The surface segregation of graphene encapsulated CoCu alloy facilitates the formation of sub-nanometer lattice on the bimetallic CoCu surface, which promoted the electrocatalytic oxidation of HMF to FDCA. Surface segregation is ubiquitous in multi-component materials and is of great important for catalysis but little is known on the surface structure under graphene encapsulation. Here, we show that the graphene encapsulated CoCu performs well for the electrocatalytic oxidation of 5-hydroxymethylfurfural (HMF) to 2,5-furandicarboxylic acid (FDCA) with the onset potential before 1.23 V RHE and a nearly 100% selectivity of FDCA under 1.4 V RHE . From the experimental results, the unprecedented catalytic performance was attributed to local structural distortion and sub-nanometer lattice composition of the CoCu surface.
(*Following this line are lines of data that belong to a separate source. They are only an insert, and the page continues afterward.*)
impl QuizEngine {
    /// Build an engine and enter the initial stage: the first visible
    /// question, or contact/result when none qualifies.
    pub fn new(
        config: Arc<QuizConfig>,
        signals: Arc<dyn SignalSink>,
        page: Option<String>,
    ) -> Self {
        let state = RuntimeState::new(&config);
        let mut engine = Self {
            config,
            state,
            signals,
            page,
            outbox: Vec::new(),
        };
        engine.enter_initial();
        engine
    }

    pub fn config(&self) -> &QuizConfig {
        &self.config
    }

    pub fn stage(&self) -> Stage {
        self.state.stage
    }

    pub fn percent(&self) -> u8 {
        progress_percent(
            &self.config.questions,
            &self.state.flags,
            self.state.answered_count,
        )
    }

    /// Commit an answer on the current single-choice question.
    pub fn answer(&mut self, answer_id: &str) -> Result<Stage> {
        let config = Arc::clone(&self.config);
        let question = self.current_question(&config, QuestionKind::Single)?;
        let answer = self.visible_answer(question, answer_id)?;

        self.mark_started();
        self.emit_step(question, question.answer_label(answer));

        apply_answer(&mut self.state, question, answer);
        self.state.answered_count += 1;
        self.state.notice = None;

        self.follow_branch(answer.branch());
        Ok(self.state.stage)
    }

    /// Select or deselect an answer on the current multi-choice question.
    pub fn toggle(&mut self, answer_id: &str) -> Result<ToggleOutcome> {
        let config = Arc::clone(&self.config);
        let question = self.current_question(&config, QuestionKind::Multi)?;
        let answer = self.visible_answer(question, answer_id)?;
        self.drop_hidden_selections(question);

        let outcome = self
            .state
            .selections
            .entry(question.id.clone())
            .or_insert_with(|| MultiSelectSet::new(question.max))
            .toggle(&answer.id);
        self.state.notice = None;

        if let ToggleOutcome::Selected {
            evicted: Some(ref evicted),
        } = outcome
        {
            debug!(question = %question.id, evicted = %evicted, "Selection full, evicted oldest");
        }

        self.emit(Signal::Toggle {
            quiz_id: self.config.id.clone(),
            step_id: question.id.clone(),
            answer_id: answer.id.clone(),
            selected: matches!(outcome, ToggleOutcome::Selected { .. }),
        });
        Ok(outcome)
    }

    /// Commit the current multi-choice question.
    ///
    /// Below the minimum this fails with a validation error and only sets
    /// the inline notice.
    pub fn confirm(&mut self) -> Result<Stage> {
        let config = Arc::clone(&self.config);
        let question = self.current_question(&config, QuestionKind::Multi)?;
        self.drop_hidden_selections(question);

        let chosen: Vec<&Answer> = match self.state.selections.get(&question.id) {
            Some(selection) => question
                .answers
                .iter()
                .filter(|a| selection.contains(&a.id) && passes_show_if(&self.state.flags, *a))
                .collect(),
            None => Vec::new(),
        };

        let required = required_minimum(question.min);
        if chosen.len() < required {
            let err = ValidationError::BelowMinimum {
                question_id: question.id.clone(),
                required,
                selected: chosen.len(),
            };
            debug!(question = %question.id, required, selected = chosen.len(), "Multi confirm below minimum");
            self.state.notice = Some(err.message());
            return Err(err.into());
        }

        self.mark_started();
        let labels = chosen
            .iter()
            .map(|a| question.answer_label(a))
            .collect::<Vec<_>>()
            .join(", ");
        self.emit_step(question, labels);

        for answer in &chosen {
            apply_answer(&mut self.state, question, answer);
        }
        self.state.answered_count += 1;
        self.state.notice = None;

        let branch = chosen.iter().find_map(|a| a.branch());
        self.follow_branch(branch);
        Ok(self.state.stage)
    }

    /// Commit the contact stage and move to the result.
    pub fn submit_contact(&mut self, submission: ContactSubmission) -> Result<ContactOutcome> {
        if self.state.stage != Stage::Contact {
            return Err(NavigationError::WrongStage {
                expected: "contact",
                actual: self.state.stage.to_string(),
            }
            .into());
        }

        if submission
            .honeypot
            .as_deref()
            .is_some_and(|decoy| !decoy.trim().is_empty())
        {
            debug!(quiz_id = %self.config.id, "Contact submission discarded by honeypot");
            return Ok(ContactOutcome::Discarded);
        }

        let contact = self.keep_configured_fields(submission.fields);
        self.state.contact = Some(contact.clone());
        info!(quiz_id = %self.config.id, fields = contact.len(), "Lead captured");

        self.emit(Signal::Lead {
            quiz_id: self.config.id.clone(),
        });
        self.queue(WebhookPayload::Lead {
            quiz_id: self.config.id.clone(),
            contact,
            trail: self.state.trail.clone(),
            flags: self.state.flags.clone(),
            page: self.page.clone(),
            ts: Utc::now(),
        });

        self.enter_result(None);
        Ok(ContactOutcome::Accepted)
    }

    /// Reset the run to its initial values and re-enter the initial stage.
    pub fn restart(&mut self) {
        self.emit(Signal::Restart {
            quiz_id: self.config.id.clone(),
        });
        self.state.reset();
        self.enter_initial();
    }

    /// Deliveries queued since the last call.
    pub fn take_outbox(&mut self) -> Vec<Delivery> {
        std::mem::take(&mut self.outbox)
    }

    pub fn snapshot(&self) -> QuizSnapshot {
        let question = match self.state.stage {
            Stage::Question => self
                .config
                .questions
                .get(self.state.step_index)
                .map(|q| self.question_view(q)),
            _ => None,
        };

        QuizSnapshot {
            quiz_id: self.config.id.clone(),
            title: self.config.title.clone(),
            subtitle: self.config.subtitle.clone().filter(|s| !s.is_empty()),
            stage: self.state.stage,
            percent: self.percent(),
            question,
            outcome: self.state.outcome.clone(),
            contact_fields: self.config.contact_fields.clone(),
            notice: self.state.notice.clone(),
            answered_count: self.state.answered_count,
            flags: self.state.flags.clone(),
            scores: self.state.scores.clone(),
            trail: self.state.trail.clone(),
        }
    }

    // ── Navigation ──────────────────────────────────────────────────────

    fn enter_initial(&mut self) {
        self.advance_from(0);
    }

    fn follow_branch(&mut self, target: Option<BranchTarget>) {
        match target {
            Some(BranchTarget::Outcome(forced)) => self.enter_result(forced.as_deref()),
            Some(BranchTarget::Question(id)) => match self.config.question_index(&id) {
                Some(index) => {
                    debug!(quiz_id = %self.config.id, target = %id, index, "Branching to question");
                    self.state.step_index = index;
                    self.state.enter(Stage::Question);
                    self.skip_hidden();
                }
                None => {
                    warn!(
                        quiz_id = %self.config.id,
                        target = %id,
                        "Branch target not found, advancing to next visible question"
                    );
                    self.default_advance();
                }
            },
            None => self.default_advance(),
        }
    }

    fn default_advance(&mut self) {
        self.advance_from(self.state.step_index + 1);
    }

    /// Move to the first visible question at or after `start`, or finish.
    fn advance_from(&mut self, start: usize) {
        let next = self
            .config
            .questions
            .iter()
            .enumerate()
            .skip(start)
            .find(|(_, q)| passes_show_if(&self.state.flags, *q))
            .map(|(index, _)| index);

        match next {
            Some(index) => {
                self.state.step_index = index;
                self.state.enter(Stage::Question);
            }
            None => self.finish_questions(),
        }
    }

    /// The addressed question may have been hidden by flags set after it was
    /// first reached; skip forward until something visible is addressed.
    fn skip_hidden(&mut self) {
        if self.state.stage != Stage::Question {
            return;
        }
        let hidden = self
            .config
            .questions
            .get(self.state.step_index)
            .is_none_or(|q| !passes_show_if(&self.state.flags, q));
        if hidden {
            self.default_advance();
        }
    }

    fn finish_questions(&mut self) {
        self.state.step_index = self.config.questions.len();
        if self.config.collect_contact && self.state.contact.is_none() {
            info!(quiz_id = %self.config.id, "Questions done, collecting contact");
            self.state.enter(Stage::Contact);
        } else {
            self.enter_result(None);
        }
    }

    fn enter_result(&mut self, forced: Option<&str>) {
        let outcome = resolve_outcome(&self.config, forced, &self.state.scores);
        self.state.step_index = self.config.questions.len();
        self.state.enter(Stage::Result);

        info!(
            quiz_id = %self.config.id,
            result_id = %outcome.id,
            forced = outcome.forced,
            answered = self.state.answered_count,
            "Quiz completed"
        );

        self.emit(Signal::Complete {
            quiz_id: self.config.id.clone(),
            result_id: outcome.id.clone(),
            percent_complete: 100,
        });
        self.queue(WebhookPayload::Completion {
            quiz_id: self.config.id.clone(),
            result_id: outcome.id.clone(),
            result_label: outcome.label.clone(),
            scores: self.state.scores.clone(),
            flags: self.state.flags.clone(),
            trail: self.state.trail.clone(),
            contact: self.state.contact.clone(),
            page: self.page.clone(),
            ts: Utc::now(),
        });
        self.state.outcome = Some(outcome);
    }

    // ── Helpers ─────────────────────────────────────────────────────────

    fn current_question<'a>(
        &self,
        config: &'a QuizConfig,
        kind: QuestionKind,
    ) -> std::result::Result<&'a Question, NavigationError> {
        let question = match self.state.stage {
            Stage::Question => config.questions.get(self.state.step_index),
            _ => None,
        }
        .ok_or_else(|| NavigationError::WrongStage {
            expected: "question",
            actual: self.state.stage.to_string(),
        })?;

        if question.kind != kind {
            return Err(NavigationError::WrongKind {
                question_id: question.id.clone(),
                expected: kind.as_str(),
                actual: question.kind.as_str(),
            });
        }
        Ok(question)
    }

    fn visible_answer<'a>(
        &self,
        question: &'a Question,
        answer_id: &str,
    ) -> std::result::Result<&'a Answer, NavigationError> {
        let answer = question
            .answer(answer_id)
            .ok_or_else(|| NavigationError::UnknownAnswer {
                question_id: question.id.clone(),
                answer_id: answer_id.to_string(),
            })?;
        if !passes_show_if(&self.state.flags, answer) {
            return Err(NavigationError::HiddenAnswer {
                question_id: question.id.clone(),
                answer_id: answer_id.to_string(),
            });
        }
        Ok(answer)
    }

    /// Selections made on an earlier visit whose answers are now hidden can
    /// no longer be seen or removed, so they stop counting.
    fn drop_hidden_selections(&mut self, question: &Question) {
        let flags = &self.state.flags;
        if let Some(selection) = self.state.selections.get_mut(&question.id) {
            selection.retain(|id| {
                question
                    .answer(id)
                    .is_some_and(|answer| passes_show_if(flags, answer))
            });
        }
    }

    fn question_view(&self, question: &Question) -> QuestionView {
        let selection = self.state.selections.get(&question.id);
        let answers = question
            .answers
            .iter()
            .enumerate()
            .filter(|(_, a)| passes_show_if(&self.state.flags, *a))
            .map(|(position, a)| AnswerView {
                id: a.id.clone(),
                label: a.display_label(position),
                tooltip: a.tooltip.clone(),
                photo_url: a.photo_url.clone(),
                selected: selection.is_some_and(|s| s.contains(&a.id)),
            })
            .collect();

        QuestionView {
            id: question.id.clone(),
            index: self.state.step_index,
            text: question.prompt().to_string(),
            tooltip: question.tooltip.clone(),
            photo_url: question.photo_url.clone(),
            kind: question.kind,
            min: required_minimum(question.min),
            max: question.max,
            answers,
        }
    }

    fn keep_configured_fields(&self, fields: ContactRecord) -> ContactRecord {
        if self.config.contact_fields.is_empty() {
            return fields;
        }
        fields
            .into_iter()
            .filter(|(name, _)| self.config.contact_fields.contains(name))
            .collect()
    }

    fn mark_started(&mut self) {
        if !self.state.started {
            self.state.started = true;
            self.emit(Signal::Start {
                quiz_id: self.config.id.clone(),
            });
        }
    }

    fn emit_step(&self, question: &Question, answer_label: String) {
        self.emit(Signal::Step {
            quiz_id: self.config.id.clone(),
            step_id: question.id.clone(),
            step_index: self.state.step_index,
            answer_label,
            percent_complete: self.percent(),
        });
    }

    fn emit(&self, signal: Signal) {
        self.signals.emit(&signal);
    }

    fn queue(&mut self, payload: WebhookPayload) {
        match self.config.webhook_url.as_deref().filter(|u| !u.is_empty()) {
            Some(url) => self.outbox.push(Delivery {
                url: url.to_string(),
                payload,
            }),
            None => debug!(kind = payload.kind(), "No webhook configured, payload dropped"),
        }
    }
}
We accurately show the dispersed Cu doped Co 3 O 4 nano-islands with a lot of edge sites on the bimetallic Co-Cu surface. While, the gradient components effectively facilitate the establishment of built-in electric field and accelerate the charge transfer. Theoretical and experimental results reveal that the surface Co and neighbouring Cu atoms in sub-nanometer lattice synergistically promote the catalysis of HMF. This work offers new insights into surface segregation in tuning the element spatial distribution for catalysis.